■ Task goal: Your task is to reproduce exactly the lines that run from the beginning of the data through the line where "use crate::fetcher::SnapshotFetcher;" appears.

——————————

// SPDX-FileCopyrightText: © 2025 StreamKit Contributors
//
// SPDX-License-Identifier: MPL-2.0

//! Process-wide snapshot service: cache, queue and the dedicated fetcher thread.

use std::collections::HashMap;
use std::io;
use std::sync::mpsc;
use std::sync::{Mutex, PoisonError};
use std::thread::JoinHandle;
use std::time::Duration;

use hapcam_core::CameraRuntimeConfig;
use tokio_util::sync::CancellationToken;

use crate::cache::SnapshotCache;
use crate::error::ServiceError;
use crate::fetcher::SnapshotFetcher;
use crate::queue::{snapshot_queue, Enqueue, SnapshotRequest, SnapshotRequestQueue};
use crate::settings::SnapshotSettings;

/// Shared by every bridge. Requests are cheap and non-blocking; reads hit the
/// local file only.
#[derive(Debug)]
pub struct SnapshotService {
    queue: SnapshotRequestQueue,
    cache: SnapshotCache,
    default_width: u32,
    shutdown: CancellationToken,
    /// Fetcher thread and the channel it signals on once its loop has returned.
    thread: Mutex<Option<(JoinHandle<()>, mpsc::Receiver<()>)>>,
}

impl SnapshotService {
    /// Seeds every camera's snapshot file, then starts the fetcher thread.
    ///
    /// Only cameras with a snapshot endpoint are fetched; the others keep the
    /// placeholder.
    ///
    /// # Errors
    ///
    /// Returns `ServiceError` if seeding fails, the HTTP client cannot be built,
    /// or the thread cannot be spawned.
    pub fn start(settings: SnapshotSettings, cameras: &[CameraRuntimeConfig]) -> Result<Self, ServiceError> {
        let cache = SnapshotCache::new(&settings.cache_dir, &settings.placeholder);
        cache.seed(cameras.iter().map(|c| c.key.as_str())).map_err(ServiceError::Seed)?;

        let endpoints: HashMap<_, _> = cameras
            .iter()
            .filter_map(|c| c.snapshot.clone().map(|endpoint| (c.key.clone(), endpoint)))
            .collect();

        let (queue, receiver) = snapshot_queue(settings.queue_capacity);
        let default_width = settings.default_width;
        let fetcher = SnapshotFetcher::new(endpoints, cache.clone(), settings).map_err(ServiceError::Client)?;

        let shutdown = CancellationToken::new();
        let token = shutdown.clone();
        let (done_tx, done_rx) = mpsc::channel::<()>();
        let thread = std::thread::Builder::new()
            .name("snapshot-fetcher".to_string())
            .spawn(move || {
                match tokio::runtime::Builder::new_current_thread().enable_all().build() {
                    Ok(runtime) => runtime.block_on(fetcher.run(receiver, token)),
                    Err(e) => tracing::error!(error = %e, "Failed to build snapshot fetcher runtime"),
                }
                let _ = done_tx.send(());
            })
            .map_err(ServiceError::Thread)?;

        Ok(Self { queue, cache, default_width, shutdown, thread: Mutex::new(Some((thread, done_rx))) })
    }

    /// Asks for a fresh image. `None` width means the configured default.
    pub fn request_snapshot(&self, camera_key: &str, width: Option<u32>) -> Enqueue {
        let width = width.unwrap_or(self.default_width);
        self.queue.put(SnapshotRequest::new(camera_key, width))
    }

    /// Latest image on disk for a camera (placeholder until the first fetch lands).
    ///
    /// # Errors
    ///
    /// Returns the I/O error if the camera's file cannot be read.
    pub fn read_snapshot(&self, camera_key: &str) -> io::Result<Vec<u8>> {
        self.cache.read(camera_key)
    }

    pub const fn cache(&self) -> &SnapshotCache {
        &self.cache
    }

    pub fn queue(&self) -> &SnapshotRequestQueue {
        &self.queue
    }

    /// Stops the fetcher and waits up to `timeout` for its thread. Returns `true`
    /// if the thread was joined.
    pub fn shutdown(&self, timeout: Duration) -> bool {
        self.shutdown.cancel();
        let Some((thread, done)) = self.thread.lock().unwrap_or_else(PoisonError::into_inner).take() else {
            return true;
        };

        match done.recv_timeout(timeout) {
            Ok(()) | Err(mpsc::RecvTimeoutError::Disconnected) => {
                if thread.join().is_err() {
                    tracing::error!("Snapshot fetcher thread panicked");
                }
                true
            },
            Err(mpsc::RecvTimeoutError::Timeout) => {
                tracing::warn!(timeout_ms = timeout.as_millis(), "Snapshot fetcher did not stop in time");
                false
            },
        }
    }
}

impl Drop for SnapshotService {
    fn drop(&mut self) {
        self.shutdown.cancel();
    }
}
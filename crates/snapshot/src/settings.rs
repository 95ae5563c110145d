// SPDX-FileCopyrightText: © 2025 StreamKit Contributors
//
// SPDX-License-Identifier: MPL-2.0

use std::path::PathBuf;
use std::time::Duration;

use hapcam_core::DEFAULT_SNAPSHOT_WIDTH;
use schemars::JsonSchema;
use serde::{Deserialize, Serialize};

fn default_cache_dir() -> PathBuf {
    PathBuf::from("./data/cameras")
}

fn default_placeholder() -> PathBuf {
    PathBuf::from("./assets/snapshot.jpg")
}

const fn default_debounce_ms() -> u64 {
    30_000
}

const fn default_transfer_timeout_ms() -> u64 {
    10_000
}

const fn default_failure_backoff_ms() -> u64 {
    3_000
}

const fn default_connect_timeout_ms() -> u64 {
    5_000
}

const fn default_queue_capacity() -> usize {
    256
}

const fn default_width() -> u32 {
    DEFAULT_SNAPSHOT_WIDTH
}

/// Snapshot pipeline configuration.
#[derive(Deserialize, Serialize, Debug, Clone, JsonSchema)]
pub struct SnapshotSettings {
    /// Directory holding one `<camera>.jpg` per camera.
    #[serde(default = "default_cache_dir")]
    pub cache_dir: PathBuf,
    /// Image copied into every camera's slot at startup.
    #[serde(default = "default_placeholder")]
    pub placeholder: PathBuf,
    /// Minimum time between two fetches for the same camera.
    #[serde(default = "default_debounce_ms")]
    pub debounce_ms: u64,
    /// Upper bound on one request plus body transfer.
    #[serde(default = "default_transfer_timeout_ms")]
    pub transfer_timeout_ms: u64,
    /// Pause after a failed fetch before taking the next request.
    #[serde(default = "default_failure_backoff_ms")]
    pub failure_backoff_ms: u64,
    #[serde(default = "default_connect_timeout_ms")]
    pub connect_timeout_ms: u64,
    /// Maximum number of distinct requests waiting at once.
    #[serde(default = "default_queue_capacity")]
    pub queue_capacity: usize,
    /// Width requested when HomeKit does not ask for one.
    #[serde(default = "default_width")]
    pub default_width: u32,
}

impl Default for SnapshotSettings {
    fn default() -> Self {
        Self {
            cache_dir: default_cache_dir(),
            placeholder: default_placeholder(),
            debounce_ms: default_debounce_ms(),
            transfer_timeout_ms: default_transfer_timeout_ms(),
            failure_backoff_ms: default_failure_backoff_ms(),
            connect_timeout_ms: default_connect_timeout_ms(),
            queue_capacity: default_queue_capacity(),
            default_width: default_width(),
        }
    }
}

impl SnapshotSettings {
    pub const fn debounce(&self) -> Duration {
        Duration::from_millis(self.debounce_ms)
    }

    pub const fn transfer_timeout(&self) -> Duration {
        Duration::from_millis(self.transfer_timeout_ms)
    }

    pub const fn failure_backoff(&self) -> Duration {
        Duration::from_millis(self.failure_backoff_ms)
    }

    pub const fn connect_timeout(&self) -> Duration {
        Duration::from_millis(self.connect_timeout_ms)
    }
}
// SPDX-FileCopyrightText: © 2025 StreamKit Contributors
//
// SPDX-License-Identifier: MPL-2.0

pub mod accessory;
pub mod bridge;
pub mod cli;
pub mod config;
pub mod logging;
pub mod server;
pub mod telemetry;

// Re-export commonly used items for convenience
pub use accessory::CameraAccessory;
pub use bridge::{Bridge, BridgeHandle, BridgeStop};
pub use config::Config;
pub use server::ShutdownOutcome;
// SPDX-FileCopyrightText: © 2025 StreamKit Contributors
//
// SPDX-License-Identifier: MPL-2.0

//! Transcoder argument vector assembly.
//!
//! The transcoder is driven purely by its command line: one input (the camera's
//! stream source) and one SRTP output per negotiated leg. Everything here is a
//! pure function of the camera configuration and the negotiated parameters.

use hapcam_core::{AudioLeg, CameraRuntimeConfig, SrtpLeg, StreamConfig, VideoProfile};

/// SRTP crypto suite HomeKit controllers accept.
pub const SRTP_SUITE: &str = "AES_CM_128_HMAC_SHA1_80";

pub const VIDEO_PAYLOAD_TYPE: u8 = 99;
pub const AUDIO_PAYLOAD_TYPE: u8 = 110;

/// `-bufsize` for the video leg, in kbit.
pub const fn video_bufsize(max_bitrate: u32) -> u32 {
    max_bitrate.saturating_mul(8)
}

/// `-bufsize` for the audio leg, in kbit.
pub const fn audio_bufsize(max_bitrate: u32) -> u32 {
    max_bitrate.saturating_mul(4)
}

fn push_all(args: &mut Vec<String>, items: &[&str]) {
    args.extend(items.iter().map(|s| (*s).to_string()));
}

fn srtp_output(args: &mut Vec<String>, leg: &SrtpLeg, payload_type: u8, address: &str, packet_size: u32) {
    args.push("-payload_type".to_string());
    args.push(payload_type.to_string());
    args.push("-ssrc".to_string());
    args.push(leg.ssrc.to_string());
    push_all(args, &["-f", "rtp", "-srtp_out_suite", SRTP_SUITE, "-srtp_out_params"]);
    args.push(leg.srtp_key.clone());
    args.push(format!(
        "srtp://{address}:{port}?rtcpport={port}&localrtcpport={port}&pkt_size={packet_size}",
        port = leg.port
    ));
}

/// Input side: per-camera extra flags, then the stream source.
pub fn input_args(camera: &CameraRuntimeConfig, hide_banner: bool) -> Vec<String> {
    let mut args = camera.extra_args.clone();
    if hide_banner {
        push_all(&mut args, &["-hide_banner", "-nostats"]);
    }
    if camera.force_tcp {
        push_all(&mut args, &["-rtsp_transport", "tcp"]);
    }
    args.push("-i".to_string());
    args.push(camera.stream_source.clone());
    args
}

/// Video output leg.
///
/// The profile is taken from the controller's profile id and left out entirely
/// when the camera passes its video through without re-encoding.
pub fn video_args(
    camera: &CameraRuntimeConfig,
    video_profile_id: u8,
    leg: &SrtpLeg,
    address: &str,
) -> Vec<String> {
    let mut args = Vec::with_capacity(48);
    push_all(&mut args, &["-map", &camera.video_map, "-an", "-sn", "-dn"]);
    push_all(&mut args, &["-c:v", &camera.video_codec]);

    if !camera.is_passthrough() {
        if let Some(profile) = VideoProfile::from_id(video_profile_id) {
            push_all(&mut args, &["-profile:v", profile.as_str()]);
        }
        push_all(
            &mut args,
            &[
                "-preset",
                "ultrafast",
                "-tune",
                "zerolatency",
                "-pix_fmt",
                "yuv420p",
                "-color_range",
                "mpeg",
                "-bf",
                "0",
            ],
        );
    }

    args.push("-r".to_string());
    args.push(camera.max_fps.to_string());
    let bitrate = format!("{}k", leg.max_bitrate);
    push_all(&mut args, &["-b:v", &bitrate]);
    args.push("-bufsize".to_string());
    args.push(format!("{}k", video_bufsize(leg.max_bitrate)));
    push_all(&mut args, &["-maxrate", &bitrate]);

    srtp_output(&mut args, leg, VIDEO_PAYLOAD_TYPE, address, camera.video_packet_size);
    args
}

/// Audio output leg (mono).
pub fn audio_args(camera: &CameraRuntimeConfig, leg: &AudioLeg, address: &str) -> Vec<String> {
    let mut args = Vec::with_capacity(40);
    push_all(&mut args, &["-map", &camera.audio_map, "-vn", "-sn", "-dn"]);
    push_all(&mut args, &["-c:a", &camera.audio_codec]);

    if camera.audio_codec == "libopus" {
        push_all(&mut args, &["-application", "lowdelay"]);
    } else if camera.audio_codec.contains("aac") {
        push_all(&mut args, &["-profile:a", "aac_eld", "-flags", "+global_header"]);
    }

    push_all(&mut args, &["-ac", "1"]);
    args.push("-ar".to_string());
    args.push(format!("{}k", leg.sample_rate));
    args.push("-b:a".to_string());
    args.push(format!("{}k", leg.srtp.max_bitrate));
    args.push("-bufsize".to_string());
    args.push(format!("{}k", audio_bufsize(leg.srtp.max_bitrate)));

    srtp_output(&mut args, &leg.srtp, AUDIO_PAYLOAD_TYPE, address, camera.audio_packet_size);
    args
}

/// Full argument vector (without the program name) for one stream session.
///
/// The audio leg is added only when the camera supports audio and the controller
/// negotiated one. SRTP packets go to the controller's address, or to the
/// camera's configured `stream_address` if the controller supplied none.
pub fn build_transcoder_args(
    camera: &CameraRuntimeConfig,
    stream: &StreamConfig,
    hide_banner: bool,
) -> Vec<String> {
    let address = if stream.address.is_empty() {
        camera.stream_address.as_deref().unwrap_or_default()
    } else {
        stream.address.as_str()
    };

    let mut args = input_args(camera, hide_banner);
    args.extend(video_args(camera, stream.video_profile_id, &stream.video, address));

    if camera.support_audio {
        if let Some(audio) = &stream.audio {
            args.extend(audio_args(camera, audio, address));
        }
    }
    args
}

——————————

■ Solution for this problem:
// SPDX-FileCopyrightText: © 2025 StreamKit Contributors
//
// SPDX-License-Identifier: MPL-2.0

//! Process-wide snapshot service: cache, queue and the dedicated fetcher thread.

use std::collections::HashMap;
use std::io;
use std::sync::mpsc;
use std::sync::{Mutex, PoisonError};
use std::thread::JoinHandle;
use std::time::Duration;

use hapcam_core::CameraRuntimeConfig;
use tokio_util::sync::CancellationToken;

use crate::cache::SnapshotCache;
use crate::error::ServiceError;
use crate::fetcher::SnapshotFetcher;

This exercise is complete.